__TASK__. Of the entries below, return exactly those lines that fall between the one containing "pub struct ScanConfig" and the one containing "but stops before", the two end lines included.
────────
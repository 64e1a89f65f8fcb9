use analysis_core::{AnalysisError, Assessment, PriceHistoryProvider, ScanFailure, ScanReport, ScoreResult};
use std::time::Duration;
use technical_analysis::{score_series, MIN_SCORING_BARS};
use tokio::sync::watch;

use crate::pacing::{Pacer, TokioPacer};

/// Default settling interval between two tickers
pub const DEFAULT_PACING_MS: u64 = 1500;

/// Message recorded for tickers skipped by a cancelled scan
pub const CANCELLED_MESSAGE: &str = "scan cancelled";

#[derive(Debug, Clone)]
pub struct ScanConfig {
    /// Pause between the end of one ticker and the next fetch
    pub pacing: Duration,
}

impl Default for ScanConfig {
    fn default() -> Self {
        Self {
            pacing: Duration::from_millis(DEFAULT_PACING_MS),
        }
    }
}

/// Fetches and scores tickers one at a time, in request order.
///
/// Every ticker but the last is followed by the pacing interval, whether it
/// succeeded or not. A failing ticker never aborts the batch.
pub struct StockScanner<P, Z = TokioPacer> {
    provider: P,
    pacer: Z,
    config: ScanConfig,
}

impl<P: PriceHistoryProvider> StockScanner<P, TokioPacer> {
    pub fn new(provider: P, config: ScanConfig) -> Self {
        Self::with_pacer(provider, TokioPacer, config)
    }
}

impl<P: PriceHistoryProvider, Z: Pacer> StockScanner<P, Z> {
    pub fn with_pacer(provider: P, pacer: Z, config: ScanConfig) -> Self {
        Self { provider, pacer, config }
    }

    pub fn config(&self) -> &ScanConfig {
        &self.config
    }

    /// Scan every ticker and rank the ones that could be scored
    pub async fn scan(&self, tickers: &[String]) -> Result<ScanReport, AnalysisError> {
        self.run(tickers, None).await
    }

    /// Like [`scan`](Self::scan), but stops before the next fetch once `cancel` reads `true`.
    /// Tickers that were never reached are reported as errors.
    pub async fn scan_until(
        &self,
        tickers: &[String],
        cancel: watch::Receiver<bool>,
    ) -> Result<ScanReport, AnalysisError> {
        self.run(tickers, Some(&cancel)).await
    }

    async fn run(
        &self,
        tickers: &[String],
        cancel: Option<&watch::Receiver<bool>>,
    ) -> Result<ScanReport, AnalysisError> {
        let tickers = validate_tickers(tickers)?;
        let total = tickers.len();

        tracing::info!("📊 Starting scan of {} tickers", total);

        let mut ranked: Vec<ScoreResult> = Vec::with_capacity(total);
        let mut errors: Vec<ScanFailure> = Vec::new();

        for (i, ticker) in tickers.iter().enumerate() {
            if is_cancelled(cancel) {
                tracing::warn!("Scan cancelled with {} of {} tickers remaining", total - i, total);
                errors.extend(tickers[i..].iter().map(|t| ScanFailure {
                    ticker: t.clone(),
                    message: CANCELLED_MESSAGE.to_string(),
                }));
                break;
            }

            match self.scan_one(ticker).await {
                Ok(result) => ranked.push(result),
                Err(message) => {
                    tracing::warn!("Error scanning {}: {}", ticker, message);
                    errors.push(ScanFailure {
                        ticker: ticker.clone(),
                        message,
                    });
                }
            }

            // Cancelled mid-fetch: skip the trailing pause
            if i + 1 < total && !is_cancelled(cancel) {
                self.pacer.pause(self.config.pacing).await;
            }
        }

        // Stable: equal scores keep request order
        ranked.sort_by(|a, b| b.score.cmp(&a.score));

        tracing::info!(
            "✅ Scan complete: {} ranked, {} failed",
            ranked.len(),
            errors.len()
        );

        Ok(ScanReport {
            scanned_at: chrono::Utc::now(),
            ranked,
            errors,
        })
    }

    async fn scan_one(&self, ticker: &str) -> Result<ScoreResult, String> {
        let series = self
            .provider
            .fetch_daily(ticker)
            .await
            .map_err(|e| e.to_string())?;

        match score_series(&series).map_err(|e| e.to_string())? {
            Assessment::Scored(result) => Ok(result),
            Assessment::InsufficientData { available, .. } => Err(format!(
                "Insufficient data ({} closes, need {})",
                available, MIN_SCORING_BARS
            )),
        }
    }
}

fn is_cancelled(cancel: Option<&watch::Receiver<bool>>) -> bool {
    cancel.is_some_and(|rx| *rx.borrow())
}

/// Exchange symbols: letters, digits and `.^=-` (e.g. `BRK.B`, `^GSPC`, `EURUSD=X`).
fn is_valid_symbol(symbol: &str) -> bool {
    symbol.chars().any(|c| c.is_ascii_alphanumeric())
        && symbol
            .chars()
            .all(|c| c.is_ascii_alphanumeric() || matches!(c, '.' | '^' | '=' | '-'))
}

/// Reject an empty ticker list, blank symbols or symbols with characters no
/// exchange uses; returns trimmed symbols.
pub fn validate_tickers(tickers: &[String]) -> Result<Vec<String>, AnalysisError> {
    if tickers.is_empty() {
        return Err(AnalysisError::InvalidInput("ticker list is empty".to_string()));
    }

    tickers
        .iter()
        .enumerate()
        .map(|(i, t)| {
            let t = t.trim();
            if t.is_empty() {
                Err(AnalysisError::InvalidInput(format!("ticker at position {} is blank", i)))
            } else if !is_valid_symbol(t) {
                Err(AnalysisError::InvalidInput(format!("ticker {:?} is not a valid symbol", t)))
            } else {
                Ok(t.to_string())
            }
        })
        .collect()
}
────────
__YOUR RESPONSE__.
pub struct ScanConfig {
    /// Pause between the end of one ticker and the next fetch
    pub pacing: Duration,
}

impl Default for ScanConfig {
    fn default() -> Self {
        Self {
            pacing: Duration::from_millis(DEFAULT_PACING_MS),
        }
    }
}

/// Fetches and scores tickers one at a time, in request order.
///
/// Every ticker but the last is followed by the pacing interval, whether it
/// succeeded or not. A failing ticker never aborts the batch.
pub struct StockScanner<P, Z = TokioPacer> {
    provider: P,
    pacer: Z,
    config: ScanConfig,
}

impl<P: PriceHistoryProvider> StockScanner<P, TokioPacer> {
    pub fn new(provider: P, config: ScanConfig) -> Self {
        Self::with_pacer(provider, TokioPacer, config)
    }
}

impl<P: PriceHistoryProvider, Z: Pacer> StockScanner<P, Z> {
    pub fn with_pacer(provider: P, pacer: Z, config: ScanConfig) -> Self {
        Self { provider, pacer, config }
    }

    pub fn config(&self) -> &ScanConfig {
        &self.config
    }

    /// Scan every ticker and rank the ones that could be scored
    pub async fn scan(&self, tickers: &[String]) -> Result<ScanReport, AnalysisError> {
        self.run(tickers, None).await
    }

    /// Like [`scan`](Self::scan), but stops before the next fetch once `cancel` reads `true`.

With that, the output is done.